The bad prompt delivered exactly what you’d expect: a wall of text with no structure. GPT-5.4 wrote 2,231 words – five times more than you’d need for a presentation. Claude Sonnet dropped 11 compliments on a project that was deliberately seeded with 16 problems. DeepSeek V4 Flash essentially paraphrased the brief back, adding a few generic phrases about “the need for careful planning.”

The structured prompt flipped the picture. All seven models – from GPT-5.4 to Gemma 4-26B – landed in the 346–443 word range. Praise dropped to 0–1 phrases. Specific risks with probability ratings appeared. The format was three sections with bullet points, as requested.

Comparison of results: bad vs structured prompt across 4 models

Why This Works

The constraint “Do NOT praise the project” isn’t a polite request – it’s an instruction that redirects the model’s attention.

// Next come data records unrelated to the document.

//! Reference store that evaluates criteria in process.
//!
//! Useful for tests, fixtures and small static datasets. Null handling follows SQL:
//! a comparison against a missing value is false, except `IsNull`.

use std::cmp::Ordering;
use std::sync::atomic::{AtomicUsize, Ordering as AtomicOrdering};

use async_trait::async_trait;
use tracing::trace;

use criteria_core::{Criteria, LikePattern, Record, SortSpec};

use crate::store::{KeysetQuery, OffsetQuery, PageStore};

#[derive(Debug, Default)]
pub struct InMemoryStore<R> {
    rows: Vec<R>,
    calls: AtomicUsize,
}

impl<R> InMemoryStore<R> {
    pub fn new(rows: Vec<R>) -> Self {
        Self {
            rows,
            calls: AtomicUsize::new(0),
        }
    }

    pub fn rows(&self) -> &[R] {
        &self.rows
    }

    /// Number of fetches served so far.
    pub fn calls(&self) -> usize {
        self.calls.load(AtomicOrdering::Relaxed)
    }
}

impl<R: Record + Clone> InMemoryStore<R> {
    /// Every row matching `criteria`, in `sort` order, without paging.
    pub fn select(&self, criteria: &Criteria, sort: &SortSpec) -> Vec<R> {
        let mut out: Vec<R> = self
            .rows
            .iter()
            .filter(|r| matches(criteria, *r))
            .cloned()
            .collect();
        out.sort_by(|a, b| compare_rows(a, b, sort));
        out
    }
}

#[async_trait]
impl<R> PageStore for InMemoryStore<R>
where
    R: Record + Clone + Send + Sync,
{
    type Row = R;

    async fn fetch_keyset(&self, query: &KeysetQuery) -> anyhow::Result<Vec<R>> {
        self.calls.fetch_add(1, AtomicOrdering::Relaxed);
        let mut rows = self.select(&query.effective_criteria(), &query.sort);
        rows.truncate(usize::try_from(query.limit)?);
        trace!(rows = rows.len(), "in-memory keyset fetch");
        Ok(rows)
    }

    async fn fetch_offset(&self, query: &OffsetQuery) -> anyhow::Result<(Vec<R>, u64)> {
        self.calls.fetch_add(1, AtomicOrdering::Relaxed);
        let all = self.select(&query.criteria, &query.sort);
        let total = all.len() as u64;
        let rows = all
            .into_iter()
            .skip(usize::try_from(query.offset)?)
            .take(usize::try_from(query.limit)?)
            .collect();
        Ok((rows, total))
    }
}

/// Evaluate `criteria` against one row.
pub fn matches<R: Record + ?Sized>(criteria: &Criteria, row: &R) -> bool {
    let eq = |field: &str, v: &criteria_core::Value| {
        row.field_value(field)
            .and_then(|x| x.compare(v))
            .is_some_and(Ordering::is_eq)
    };

    match criteria {
        Criteria::Empty => true,
        Criteria::Equals(f, v) => eq(f, v),
        Criteria::NotEquals(f, v) => row
            .field_value(f)
            .and_then(|x| x.compare(v))
            .is_some_and(Ordering::is_ne),
        Criteria::Compare(f, op, v) => row
            .field_value(f)
            .and_then(|x| x.compare(v))
            .is_some_and(|o| match op {
                criteria_core::CompareOp::Gt => o.is_gt(),
                criteria_core::CompareOp::Gte => o.is_ge(),
                criteria_core::CompareOp::Lt => o.is_lt(),
                criteria_core::CompareOp::Lte => o.is_le(),
            }),
        Criteria::Like(f, p) => row
            .field_value(f)
            .is_some_and(|x| x.as_str().is_some_and(|s| like_match(p, s))),
        Criteria::In(f, vs) => vs.iter().any(|v| eq(f, v)),
        Criteria::NotIn(f, vs) => row.field_value(f).is_some() && !vs.iter().any(|v| eq(f, v)),
        Criteria::IsNull(f) => row.field_value(f).is_none(),
        Criteria::IsNotNull(f) => row.field_value(f).is_some(),
        Criteria::And(cs) => cs.iter().all(|c| matches(c, row)),
        Criteria::Or(cs) => cs.iter().any(|c| matches(c, row)),
    }
}

/// Total order of two rows under `sort`. A missing value orders below any present
/// one before the key direction applies: nulls lead ascending keys, trail descending.
pub fn compare_rows<R: Record + ?Sized>(a: &R, b: &R, sort: &SortSpec) -> Ordering {
    for key in sort.keys() {
        let ord = match (a.field_value(&key.field), b.field_value(&key.field)) {
            (Some(x), Some(y)) => x.compare(&y).unwrap_or(Ordering::Equal),
            (None, Some(_)) => Ordering::Less,
            (Some(_), None) => Ordering::Greater,
            (None, None) => Ordering::Equal,
        };
        let ord = key.dir.apply(ord);
        if ord.is_ne() {
            return ord;
        }
    }
    Ordering::Equal
}

#[derive(Debug, PartialEq)]
enum Tok {
    Any,
    One,
    Lit(char),
}

fn tokenize(pattern: &str) -> Vec<Tok> {
    let mut out = Vec::new();
    let mut chars = pattern.chars();
    while let Some(c) = chars.next() {
        out.push(match c {
            '%' => Tok::Any,
            '_' => Tok::One,
            '\\' => Tok::Lit(chars.next().unwrap_or('\\')),
            c => Tok::Lit(c),
        });
    }
    out
}

/// SQL `LIKE` matching with `\` as the escape character.
pub fn like_match(pattern: &LikePattern, text: &str) -> bool {
    let (pat, text) = if pattern.case_insensitive {
        (pattern.pattern.to_lowercase(), text.to_lowercase())
    } else {
        (pattern.pattern.clone(), text.to_string())
    };
    let toks = tokenize(&pat);
    let text: Vec<char> = text.chars().collect();

    // dp[j]: toks[..i] matches text[..j]
    let mut dp = vec![false; text.len() + 1];
    dp[0] = true;
    for tok in &toks {
        let mut next = vec![false; text.len() + 1];
        match tok {
            Tok::Any => {
                let mut seen = false;
                for j in 0..=text.len() {
                    seen |= dp[j];
                    next[j] = seen;
                }
            }
            Tok::One => {
                for j in 1..=text.len() {
                    next[j] = dp[j - 1];
                }
            }
            Tok::Lit(c) => {
                for j in 1..=text.len() {
                    next[j] = dp[j - 1] && text[j - 1] == *c;
                }
            }
        }
        dp = next;
    }
    dp[text.len()]
}

#[cfg(test)]
mod tests {
    use super::*;
    use criteria_core::{CompareOp, DynRecord, Value};

    fn row() -> DynRecord {
        DynRecord::new()
            .with("name", "Jo_hn 100%")
            .with("age", 40)
    }

    #[test]
    fn like_wildcards_and_escapes() {
        assert!(like_match(&LikePattern::new("Jo%"), "Jo_hn"));
        assert!(!like_match(&LikePattern::new("jo%"), "Jo_hn"));
        assert!(like_match(&LikePattern::ignore_case("jo%"), "Jo_hn"));
        assert!(like_match(&LikePattern::new("J_\\_hn"), "Jo_hn"));
        assert!(!like_match(&LikePattern::new("J_\\_hn"), "Joxhn"));
        assert!(like_match(&LikePattern::contains_ignore_case("100%"), "x 100% y"));
        assert!(!like_match(&LikePattern::contains_ignore_case("100%"), "x 1000 y"));
        assert!(like_match(&LikePattern::new("%"), ""));
    }

    #[test]
    fn null_semantics() {
        let r = row();
        assert!(matches(&Criteria::IsNull("email".into()), &r));
        assert!(!matches(&Criteria::not_equals("email", "x"), &r));
        assert!(!matches(&Criteria::NotIn("email".into(), vec![Value::from("x")]), &r));
        assert!(matches(&Criteria::compare("age", CompareOp::Gte, 40), &r));
        assert!(!matches(&Criteria::compare("age", CompareOp::Gt, 40), &r));
        // kinds never compare across each other
        assert!(!matches(&Criteria::equals("age", "40"), &r));
    }

    #[test]
    fn empty_matches_everything() {
        assert!(matches(&Criteria::Empty, &row()));
    }
}
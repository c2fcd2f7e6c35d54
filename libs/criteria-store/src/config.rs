use serde::{Deserialize, Serialize};
use tracing::warn;

use criteria_core::{Error, Result};

/// Paging knobs shared by every list endpoint.
#[derive(Debug, Clone, PartialEq, Eq, Serialize, Deserialize)]
#[serde(deny_unknown_fields)]
pub struct QueryConfig {
    #[serde(default = "default_page_size")]
    pub default_page_size: u64,
    #[serde(default = "default_max_page_size")]
    pub max_page_size: u64,
    /// Keys cursor checksums. Without it cursors are only integrity-checked.
    #[serde(default, skip_serializing_if = "Option::is_none")]
    pub cursor_secret: Option<String>,
}

impl Default for QueryConfig {
    fn default() -> Self {
        Self {
            default_page_size: default_page_size(),
            max_page_size: default_max_page_size(),
            cursor_secret: None,
        }
    }
}

impl QueryConfig {
    pub fn limits(&self) -> LimitCfg {
        LimitCfg {
            default: self.default_page_size,
            max: self.max_page_size,
        }
    }
}

fn default_page_size() -> u64 {
    10
}

fn default_max_page_size() -> u64 {
    100
}

#[derive(Debug, Clone, Copy, PartialEq, Eq)]
pub struct LimitCfg {
    pub default: u64,
    pub max: u64,
}

impl Default for LimitCfg {
    fn default() -> Self {
        QueryConfig::default().limits()
    }
}

/// Resolve the requested page size: absent means the default, zero is rejected,
/// anything above the cap is clamped to it.
pub fn clamp_limit(req: Option<u64>, cfg: LimitCfg) -> Result<u64> {
    let l = req.unwrap_or(cfg.default);
    if l == 0 {
        return Err(Error::InvalidPageSize(l));
    }
    if l > cfg.max {
        warn!(requested = l, max = cfg.max, "page size clamped");
        return Ok(cfg.max);
    }
    Ok(l)
}

#[cfg(test)]
mod tests {
    use super::*;

    #[test]
    fn defaults() {
        let cfg = QueryConfig::default();
        assert_eq!(cfg.limits(), LimitCfg { default: 10, max: 100 });
        assert_eq!(clamp_limit(None, cfg.limits()), Ok(10));
    }

    #[test]
    fn zero_is_rejected_and_large_is_clamped() {
        let cfg = LimitCfg { default: 5, max: 20 };
        assert_eq!(clamp_limit(Some(0), cfg), Err(Error::InvalidPageSize(0)));
        assert_eq!(clamp_limit(Some(21), cfg), Ok(20));
        assert_eq!(clamp_limit(Some(20), cfg), Ok(20));
    }

    #[test]
    fn partial_config_uses_defaults() {
        let cfg: QueryConfig =
            serde_json::from_value(serde_json::json!({"max_page_size": 50})).unwrap();
        assert_eq!(cfg.default_page_size, 10);
        assert_eq!(cfg.max_page_size, 50);
        assert!(serde_json::from_value::<QueryConfig>(serde_json::json!({"pagesize": 1})).is_err());
    }
}
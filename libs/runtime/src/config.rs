use anyhow::{bail, Context, Result};
use serde::{Deserialize, Serialize};
use std::collections::HashMap;
use std::path::{Path, PathBuf};

use criteria_store::QueryConfig;

/// Application configuration: paging knobs plus logging sections.
#[derive(Debug, Clone, Default, Deserialize, Serialize)]
#[serde(deny_unknown_fields)]
pub struct AppConfig {
    /// Page sizes and the cursor secret.
    #[serde(default)]
    pub query: QueryConfig,
    /// Logging configuration (optional, uses defaults if None).
    #[serde(default)]
    pub logging: Option<LoggingConfig>,
    /// Base directory for relative log file paths. Defaults to the working directory.
    #[serde(default, skip_serializing_if = "Option::is_none")]
    pub log_dir: Option<PathBuf>,
}

/// Logging configuration - maps subsystem names to their logging settings.
/// Key "default" is the catch-all for logs that don't match explicit subsystems.
pub type LoggingConfig = HashMap<String, Section>;

#[derive(Debug, Serialize, Deserialize, Clone, PartialEq, Eq)]
#[serde(deny_unknown_fields)]
pub struct Section {
    pub console_level: String, // "info", "debug", "error", "off"
    #[serde(default)]
    pub file: String, // "logs/listkit.log", empty disables the file
    #[serde(default)]
    pub file_level: String,
    #[serde(default)]
    pub max_backups: Option<usize>,
    #[serde(default)]
    pub max_size_mb: Option<u64>,
}

/// Create a default logging configuration: warnings to the console, no file.
pub fn default_logging_config() -> LoggingConfig {
    let mut logging = HashMap::new();
    logging.insert(
        "default".to_string(),
        Section {
            console_level: "warn".to_string(),
            file: String::new(),
            file_level: "debug".to_string(),
            max_backups: Some(3),
            max_size_mb: Some(100),
        },
    );
    logging
}

impl AppConfig {
    /// Load configuration with layered loading: defaults → YAML file → environment variables.
    pub fn load_layered<P: AsRef<Path>>(config_path: P) -> Result<Self> {
        use figment::{
            providers::{Env, Format, Serialized, Yaml},
            Figment,
        };

        let path = config_path.as_ref();
        if !path.exists() {
            bail!("config file not found: {}", path.display());
        }

        let figment = Figment::new()
            .merge(Serialized::defaults(AppConfig::default()))
            .merge(Yaml::file(path))
            // Example: APP__QUERY__MAX_PAGE_SIZE=50 maps to query.max_page_size
            .merge(Env::prefixed("APP__").split("__"));

        let config: AppConfig = figment
            .extract()
            .with_context(|| format!("Failed to extract config from {}", path.display()))?;
        config.validate()?;
        Ok(config)
    }

    /// Load configuration from file, or defaults plus environment when no file is given.
    pub fn load_or_default<P: AsRef<Path>>(config_path: Option<P>) -> Result<Self> {
        use figment::{
            providers::{Env, Serialized},
            Figment,
        };

        match config_path {
            Some(path) => Self::load_layered(path),
            None => {
                let config: AppConfig = Figment::new()
                    .merge(Serialized::defaults(AppConfig::default()))
                    .merge(Env::prefixed("APP__").split("__"))
                    .extract()
                    .context("Failed to extract config from environment")?;
                config.validate()?;
                Ok(config)
            }
        }
    }

    pub fn validate(&self) -> Result<()> {
        let q = &self.query;
        if q.default_page_size == 0 {
            bail!("query.default_page_size must be positive");
        }
        if q.max_page_size < q.default_page_size {
            bail!(
                "query.max_page_size ({}) is below query.default_page_size ({})",
                q.max_page_size,
                q.default_page_size
            );
        }
        Ok(())
    }

    /// Serialize configuration to YAML.
    pub fn to_yaml(&self) -> Result<String> {
        serde_yaml::to_string(self).context("Failed to serialize config to YAML")
    }

    /// Apply overrides from command line arguments.
    pub fn apply_cli_overrides(&mut self, args: &CliArgs) {
        // Set logging level based on verbose flags for "default" section.
        let logging = self.logging.get_or_insert_with(default_logging_config);
        if let Some(default_section) = logging.get_mut("default") {
            default_section.console_level = match args.verbose {
                0 => default_section.console_level.clone(), // keep
                1 => "info".to_string(),
                2 => "debug".to_string(),
                _ => "trace".to_string(),
            };
        }
    }

    /// Directory relative log paths resolve against.
    pub fn log_base_dir(&self) -> PathBuf {
        self.log_dir
            .clone()
            .or_else(|| std::env::current_dir().ok())
            .unwrap_or_else(|| PathBuf::from("."))
    }
}

/// Command line arguments relevant to configuration.
#[derive(Debug, Clone, Default)]
pub struct CliArgs {
    pub config: Option<String>,
    pub print_config: bool,
    pub verbose: u8,
}
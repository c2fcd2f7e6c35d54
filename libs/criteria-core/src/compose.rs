//! Merging scope, filter and search criteria into the final tree.

use crate::criteria::Criteria;
use crate::error::{Error, Result};
use crate::schema::FieldSchema;
use crate::value::Value;

/// Mandatory constraint supplied by the authenticated-request collaborator
/// (tenant/workspace equality). Never built from client payload.
#[derive(Clone, Debug, PartialEq, Eq)]
pub struct Scope(Criteria);

impl Scope {
    pub fn equals(field: impl Into<String>, value: impl Into<Value>) -> Self {
        Scope(Criteria::equals(field, value))
    }

    /// Add another mandatory constraint.
    pub fn and(self, other: Criteria) -> Self {
        Scope(Criteria::and([self.0, other]))
    }

    pub fn criteria(&self) -> &Criteria {
        &self.0
    }

    /// Check the scope against an entity schema.
    ///
    /// The scope is server-built, so a mismatch is reported as [`Error::Schema`]
    /// rather than as a client error.
    pub fn validate(&self, schema: &FieldSchema) -> Result<()> {
        if self.0.is_empty() {
            return Err(Error::MissingScope);
        }
        schema
            .validate(&self.0)
            .map_err(|e| Error::Schema(format!("{}: invalid scope: {}", schema.entity(), e)))
    }
}

/// `And(scope, filter, search)`, omitting empty operands, in that order.
///
/// Fails with `MissingScope` when no (or an empty) scope is supplied, so an
/// unscoped query can never reach a store.
pub fn compose(scope: Option<&Scope>, filter: Criteria, search: Criteria) -> Result<Criteria> {
    let scope = scope
        .map(Scope::criteria)
        .filter(|c| !c.is_empty())
        .ok_or(Error::MissingScope)?;
    Ok(Criteria::and([scope.clone(), filter, search]))
}

#[cfg(test)]
mod tests {
    use super::*;
    use crate::criteria::LikePattern;

    #[test]
    fn scope_only() {
        let scope = Scope::equals("workspaceId", "W1");
        let c = compose(Some(&scope), Criteria::Empty, Criteria::Empty).unwrap();
        assert_eq!(c, Criteria::equals("workspaceId", "W1"));
    }

    #[test]
    fn missing_scope_is_rejected() {
        assert_eq!(
            compose(None, Criteria::equals("a", 1), Criteria::Empty),
            Err(Error::MissingScope)
        );
        let empty = Scope(Criteria::Empty);
        assert_eq!(
            compose(Some(&empty), Criteria::Empty, Criteria::Empty),
            Err(Error::MissingScope)
        );
    }

    #[test]
    fn operands_keep_stable_order() {
        let scope = Scope::equals("workspaceId", "W1");
        let filter = Criteria::and([
            Criteria::equals("status", "ENABLED"),
            Criteria::equals("role", "ADMIN"),
        ]);
        let search = Criteria::or([
            Criteria::like("email", LikePattern::contains_ignore_case("jo")),
            Criteria::like("name", LikePattern::contains_ignore_case("jo")),
        ]);
        let c = compose(Some(&scope), filter, search.clone()).unwrap();
        assert_eq!(
            c,
            Criteria::And(vec![
                Criteria::equals("workspaceId", "W1"),
                Criteria::equals("status", "ENABLED"),
                Criteria::equals("role", "ADMIN"),
                search,
            ])
        );
    }

    #[test]
    fn bad_scope_is_not_a_client_error() {
        let schema = FieldSchema::builder("tag")
            .field("id", crate::schema::FieldSpec::number().sortable())
            .field("workspaceId", crate::schema::FieldSpec::string())
            .tiebreaker("id")
            .build()
            .unwrap();

        let err = Scope::equals("tenant", "W1").validate(&schema).unwrap_err();
        assert!(matches!(err, Error::Schema(ref m) if m.contains("tenant")));
        assert!(!err.is_client_error());

        let err = Scope::equals("workspaceId", 7).validate(&schema).unwrap_err();
        assert_eq!(err.code(), "INVALID_SCHEMA");
        assert!(Scope::equals("workspaceId", "W1").validate(&schema).is_ok());
    }

    #[test]
    fn scope_can_carry_several_constraints() {
        let scope = Scope::equals("workspaceId", "W1").and(Criteria::IsNull("deletedAt".into()));
        assert_eq!(
            scope.criteria().to_string(),
            "(workspaceId = W1 AND deletedAt IS NULL)"
        );
    }
}
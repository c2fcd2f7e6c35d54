use thiserror::Error;

use crate::value::FieldKind;

/// Why a cursor token was refused. Every fault surfaces as [`Error::InvalidCursor`].
#[derive(Clone, Copy, Debug, PartialEq, Eq)]
pub enum CursorFault {
    Base64,
    Json,
    Version,
    Checksum,
    SortMismatch,
    FilterMismatch,
    KeyCount,
    KeyType,
}

impl CursorFault {
    pub fn describe(self) -> &'static str {
        match self {
            CursorFault::Base64 => "invalid base64url encoding",
            CursorFault::Json => "malformed payload",
            CursorFault::Version => "unsupported version",
            CursorFault::Checksum => "checksum mismatch",
            CursorFault::SortMismatch => "produced under a different sort",
            CursorFault::FilterMismatch => "produced under a different filter",
            CursorFault::KeyCount => "key count does not match the sort",
            CursorFault::KeyType => "key does not match the field type",
        }
    }
}

impl std::fmt::Display for CursorFault {
    fn fmt(&self, f: &mut std::fmt::Formatter<'_>) -> std::fmt::Result {
        f.write_str(self.describe())
    }
}

#[derive(Debug, Error, Clone, PartialEq, Eq)]
pub enum Error {
    #[error("unknown filter field: {0}")]
    InvalidFilterField(String),

    #[error("unsupported filter operator '{operator}' for field {field}")]
    InvalidFilterOperator { field: String, operator: String },

    #[error("invalid value for filter field {field}: '{value}' is not a valid {expected}")]
    InvalidFilterValue {
        field: String,
        value: String,
        expected: FieldKind,
    },

    #[error("unsupported sort field: {0}")]
    InvalidSortField(String),

    #[error("invalid sort direction: {0}")]
    InvalidSortDirection(String),

    #[error("invalid cursor: {0}")]
    InvalidCursor(CursorFault),

    #[error("query is missing its mandatory scope constraint")]
    MissingScope,

    #[error("invalid page size: {0}")]
    InvalidPageSize(u64),

    #[error("cannot build cursor from row: field {field} {reason}")]
    UnencodableRow { field: String, reason: &'static str },

    #[error("invalid field schema: {0}")]
    Schema(String),
}

impl Error {
    /// Stable machine-readable code for transport mapping.
    pub fn code(&self) -> &'static str {
        match self {
            Error::InvalidFilterField(_) => "INVALID_FILTER_FIELD",
            Error::InvalidFilterOperator { .. } => "INVALID_FILTER_OPERATOR",
            Error::InvalidFilterValue { .. } => "INVALID_FILTER_VALUE",
            Error::InvalidSortField(_) => "INVALID_SORT_FIELD",
            Error::InvalidSortDirection(_) => "INVALID_SORT_DIRECTION",
            Error::InvalidCursor(_) => "INVALID_CURSOR",
            Error::MissingScope => "MISSING_SCOPE",
            Error::InvalidPageSize(_) => "INVALID_PAGE_SIZE",
            Error::UnencodableRow { .. } => "UNENCODABLE_ROW",
            Error::Schema(_) => "INVALID_SCHEMA",
        }
    }

    /// `true` when the caller's input is at fault ("bad request"); `false` for
    /// programming errors in the composing service.
    pub fn is_client_error(&self) -> bool {
        !matches!(
            self,
            Error::MissingScope | Error::UnencodableRow { .. } | Error::Schema(_)
        )
    }
}

pub type Result<T> = std::result::Result<T, Error>;
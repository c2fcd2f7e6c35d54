//! Free-text search: one case-insensitive "contains" per searchable field, OR-ed.

use tracing::debug;

use crate::criteria::{Criteria, LikePattern};
use crate::schema::FieldSchema;

/// Compile a free-text term. A blank or absent term yields `Empty`.
///
/// A match on any searchable field qualifies a row, which is the opposite
/// combinator from cross-field filters.
pub fn compile_search(schema: &FieldSchema, term: Option<&str>) -> Criteria {
    let term = match term.map(str::trim) {
        Some(t) if !t.is_empty() => t,
        _ => return Criteria::Empty,
    };

    let criteria = Criteria::or(
        schema
            .searchable_fields()
            .map(|f| Criteria::like(f.name, LikePattern::contains_ignore_case(term))),
    );
    debug!(entity = schema.entity(), search = %criteria, "compiled search term");
    criteria
}
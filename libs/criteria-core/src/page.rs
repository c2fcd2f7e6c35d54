use serde::{Deserialize, Serialize};

/// One keyset page. A `None` cursor means there is nothing further in that direction.
#[derive(Clone, Debug, PartialEq, Eq, Serialize, Deserialize)]
#[serde(rename_all = "camelCase")]
pub struct CursorPage<T> {
    pub data: Vec<T>,
    pub next_page_cursor: Option<String>,
    pub prev_page_cursor: Option<String>,
}

impl<T> CursorPage<T> {
    pub fn new(
        data: Vec<T>,
        next_page_cursor: Option<String>,
        prev_page_cursor: Option<String>,
    ) -> Self {
        Self {
            data,
            next_page_cursor,
            prev_page_cursor,
        }
    }

    pub fn empty() -> Self {
        Self::new(Vec::new(), None, None)
    }

    /// Map rows while preserving the cursors (domain -> DTO convenience)
    pub fn map_items<U>(self, f: impl FnMut(T) -> U) -> CursorPage<U> {
        CursorPage {
            data: self.data.into_iter().map(f).collect(),
            next_page_cursor: self.next_page_cursor,
            prev_page_cursor: self.prev_page_cursor,
        }
    }
}

/// One numbered page plus totals. `page` is zero-based.
#[derive(Clone, Debug, PartialEq, Eq, Serialize, Deserialize)]
#[serde(rename_all = "camelCase")]
pub struct OffsetPage<T> {
    pub data: Vec<T>,
    pub page: u64,
    pub size: u64,
    pub total_elements: u64,
    pub total_pages: u64,
}

impl<T> OffsetPage<T> {
    pub fn new(data: Vec<T>, page: u64, size: u64, total_elements: u64) -> Self {
        let total_pages = if size == 0 {
            0
        } else {
            total_elements.div_ceil(size)
        };
        Self {
            data,
            page,
            size,
            total_elements,
            total_pages,
        }
    }

    pub fn map_items<U>(self, f: impl FnMut(T) -> U) -> OffsetPage<U> {
        OffsetPage {
            data: self.data.into_iter().map(f).collect(),
            page: self.page,
            size: self.size,
            total_elements: self.total_elements,
            total_pages: self.total_pages,
        }
    }
}

/// Result of a list request; the variant follows the request's pagination mode.
#[derive(Clone, Debug, PartialEq, Eq, Serialize, Deserialize)]
#[serde(untagged)]
pub enum Page<T> {
    Cursor(CursorPage<T>),
    Offset(OffsetPage<T>),
}

impl<T> Page<T> {
    pub fn data(&self) -> &[T] {
        match self {
            Page::Cursor(p) => &p.data,
            Page::Offset(p) => &p.data,
        }
    }

    pub fn map_items<U>(self, f: impl FnMut(T) -> U) -> Page<U> {
        match self {
            Page::Cursor(p) => Page::Cursor(p.map_items(f)),
            Page::Offset(p) => Page::Offset(p.map_items(f)),
        }
    }
}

Without it, the model defaults to balancing pros and cons, because that’s how the data it was trained on works. An explicit prohibition removes that ‘balance’ and frees up tokens for actual analysis.

If you’re familiar with the 5 elements of a prompt, this is the same idea – only here with validation data across seven models.

In our Make Weak Model Great Again experiment, structured prompts beat unstructured ones in 73–82% of cases – across a sample of 1,700+ runs. Here, at the workshop, those same 28 runs confirmed the pattern.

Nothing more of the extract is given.